* **EXERCISE DIRECTIONS**
Each of the records that follow needs an exact reproduction.
-------- GIVEN DATA --------
// This Source Code Form is subject to the terms of the Mozilla Public
// License, v. 2.0. If a copy of the MPL was not distributed with this
// file, You can obtain one at https://mozilla.org/MPL/2.0/.

//! # CityJSON-Lite Core
//!
//! Document model and decoding for CityJSON city models.
//!
//! ## Overview
//!
//! - **Document decoding**: [`CityModel`] holds the raw vertex pool, the
//!   optional quantization [`Transform`] and every [`CityObject`] in
//!   document order.
//! - **Closed geometry variant**: each geometry's `type` tag is resolved once
//!   into [`Geometry`]; unknown tags fail with
//!   [`Error::UnsupportedGeometryType`] instead of being skipped.
//! - **Semantics**: semantic surfaces and their per-surface value arrays are
//!   kept with the nesting depth of their geometry.
//!
//! ## Quick Start
//!
//! ```rust
//! use cityjson_lite_core::{CityModel, GeometryKind};
//!
//! let doc = r#"{
//!     "type": "CityJSON",
//!     "vertices": [[0, 0, 0], [10, 0, 0], [10, 10, 0]],
//!     "CityObjects": {
//!         "B1": {"type": "Building", "geometry": [
//!             {"type": "MultiSurface", "lod": 2, "boundaries": [[[0, 1, 2]]]}
//!         ]}
//!     }
//! }"#;
//!
//! let model: CityModel = doc.parse().unwrap();
//! let building = model.get("B1").unwrap();
//! assert_eq!(building.geometry[0].kind(), GeometryKind::MultiSurface);
//! ```

pub mod city_object;
pub mod document;
pub mod error;
pub mod geometry;

pub use city_object::{CityObject, RESERVED_KEYS};
pub use document::{CityModel, Transform};
pub use error::{Error, Result};
pub use geometry::{
    BoundaryGeometry, Geometry, GeometryInstance, GeometryKind, Lod, MultiSolidGeometry,
    MultiSolidValues, Ring, SemanticIndex, Semantics, ShellBoundaries, ShellValues,
    SolidBoundaries, SolidGeometry, SolidValues, Surface, SurfaceBoundaries, SurfaceDescriptor,
    SurfaceGeometry,
};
--------
* **EXERCISE OUTPUT**
// This Source Code Form is subject to the terms of the Mozilla Public
// License, v. 2.0. If a copy of the MPL was not distributed with this
// file, You can obtain one at https://mozilla.org/MPL/2.0/.

//! # CityJSON-Lite Core
//!
//! Document model and decoding for CityJSON city models.
//!
//! ## Overview
//!
//! - **Document decoding**: [`CityModel`] holds the raw vertex pool, the
//!   optional quantization [`Transform`] and every [`CityObject`] in
//!   document order.
//! - **Closed geometry variant**: each geometry's `type` tag is resolved once
//!   into [`Geometry`]; unknown tags fail with
//!   [`Error::UnsupportedGeometryType`] instead of being skipped.
//! - **Semantics**: semantic surfaces and their per-surface value arrays are
//!   kept with the nesting depth of their geometry.
//!
//! ## Quick Start
//!
//! ```rust
//! use cityjson_lite_core::{CityModel, GeometryKind};
//!
//! let doc = r#"{
//!     "type": "CityJSON",
//!     "vertices": [[0, 0, 0], [10, 0, 0], [10, 10, 0]],
//!     "CityObjects": {
//!         "B1": {"type": "Building", "geometry": [
//!             {"type": "MultiSurface", "lod": 2, "boundaries": [[[0, 1, 2]]]}
//!         ]}
//!     }
//! }"#;
//!
//! let model: CityModel = doc.parse().unwrap();
//! let building = model.get("B1").unwrap();
//! assert_eq!(building.geometry[0].kind(), GeometryKind::MultiSurface);
//! ```

pub mod city_object;
pub mod document;
pub mod error;
pub mod geometry;

pub use city_object::{CityObject, RESERVED_KEYS};
pub use document::{CityModel, Transform};
pub use error::{Error, Result};
pub use geometry::{
    BoundaryGeometry, Geometry, GeometryInstance, GeometryKind, Lod, MultiSolidGeometry,
    MultiSolidValues, Ring, SemanticIndex, Semantics, ShellBoundaries, ShellValues,
    SolidBoundaries, SolidGeometry, SolidValues, Surface, SurfaceBoundaries, SurfaceDescriptor,
    SurfaceGeometry,
};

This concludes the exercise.